Ladies and Gentleman,
I would like to firstly thank SEARIG for giving me the opportunity to talk about our experiences of multidisciplinary work within the community mental health teams for older people in the City of Brighton and Hove.
My name is Matt Fossey and until recently I was an Approved Social Worker in the West Brighton Community Mental Health Team. I now manage the social workers within the Community Mental Health Teams for older people across the North of Warwickshire. For the past 18 months I have been involved in the co-ordination and development of the service as we aim to meet the targets and goals set out in the National Service Frameworks.
I propose to talk for about half an hour and then I would like to set aside the remainder of the session to take questions, and also to open up the floor to a general discussion about any issues that may be raised, in particular the topic of multidisciplinary working.
Within this short paper I will concentrate on some of the challenges that face us as we cement and build upon the relationships between colleagues within the Health Trust and the Local Authority. I aim to show how we work together to meet the needs of our local community and how we have been flexible and imaginative in the provision of services.
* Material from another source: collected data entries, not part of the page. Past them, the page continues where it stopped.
use std::path::Path;

use thiserror::Error;

pub mod config;
pub mod extractor;
pub mod fields;
pub mod identifiers;
pub mod section;
pub mod segment;
pub mod strategy;
pub mod text_processing;

pub use config::{ListOverride, ParsingConfig, ParsingConfigBuilder};
pub use extractor::{ExtractionResult, ReferenceExtractor, SkipReason, SkipStats, is_incomplete};
pub use section::{LocatorStrategy, SectionStart, locate_references};
pub use segment::{SegmentationResult, SegmentationStrategy, segment_references};
pub use strategy::first_success;
pub use text_processing::normalize_pages;
// Re-export domain types from core (canonical definitions live there)
pub use refshelf_core::{BackendError, PageTextBackend, ParsedReference};

#[derive(Error, Debug)]
pub enum ParsingError {
    #[error("backend error: {0}")]
    Backend(#[from] BackendError),
    #[error("invalid pattern: {0}")]
    Pattern(#[from] regex::Error),
}

/// Extract references from a document using the given backend for page text.
///
/// Pipeline:
/// 1. Read per-page text via `backend` and normalize it
/// 2. Locate the references section (header, numbered opener, dense
///    author-year run, or the tail cutoff)
/// 3. Segment individual references
/// 4. Validate each segment and extract index, DOI, year, title and authors
pub fn extract_references(
    path: &Path,
    backend: &dyn PageTextBackend,
) -> Result<ExtractionResult, ParsingError> {
    ReferenceExtractor::new().extract_from_document(path, backend)
}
Across the City we operate three community mental health teams, that cover the population of approximately 60 000 people over the age of 65. The teams are multidisciplinary and consist of CPNs, OTs, ASWs, community support workers, a team of psychiatrists a consultant clinical psychologist and finally psychology assistants. Since the formation of Primary Care Trusts employees of the Local Authority have been seconded to the Health Trust.
The core team members consist of professionals who are primarily dedicated to providing intervention and treatment for older people, however, there is also provision within the team for working with younger clients who may have the onset of a dementia.
All of our work is augmented through maintaining robust links with the primary care providers, the voluntary sector and our colleagues within other Local Authority and Trust Departments.
The team has been established now for over one year. Prior to this services for the older mentally ill client group were provided by discreet groups of workers across a number of citywide locations. There was no provision for a central point where primary care providers and other referrers could directly obtain a range of professional advice. Rather, a client would be referred from one agency to another. This was not conducive to joined-up client work and a whole systems approach to the delivery of health and social care.
We now offer a service where the client is central to the work process. This has meant that our systems have been adapted, and a number of new mechanisms have been put into place.
The majority of the team is now situated in one base. Sharing an office space provides the essential platform for workers to exchange information and ideas and to pool resources to offer a better more effective service.
Centralization of the point of referral has been instrumental in ensuring that the responses are provided by the correct individuals. The priority of response is assessed at an early stage in the process and the most appropriate action then taken.
The team uses an integrated CPA assessment tool. This tool is organic and can be adapted and developed as the users needs change. It ensures that the client only undergoes one in depth assessment. Helping to reduce repetition in obtaining basic information from the client or their carers. Further information can be added to the documentation as the service user graduates through the process.
Using the CPA process ensures the client has a personalised care plan, and that a care co-coordinator is appointed. A comprehensive needs-led assessment of social needs and a thorough mental health examination and risk assessment are crucial to this process.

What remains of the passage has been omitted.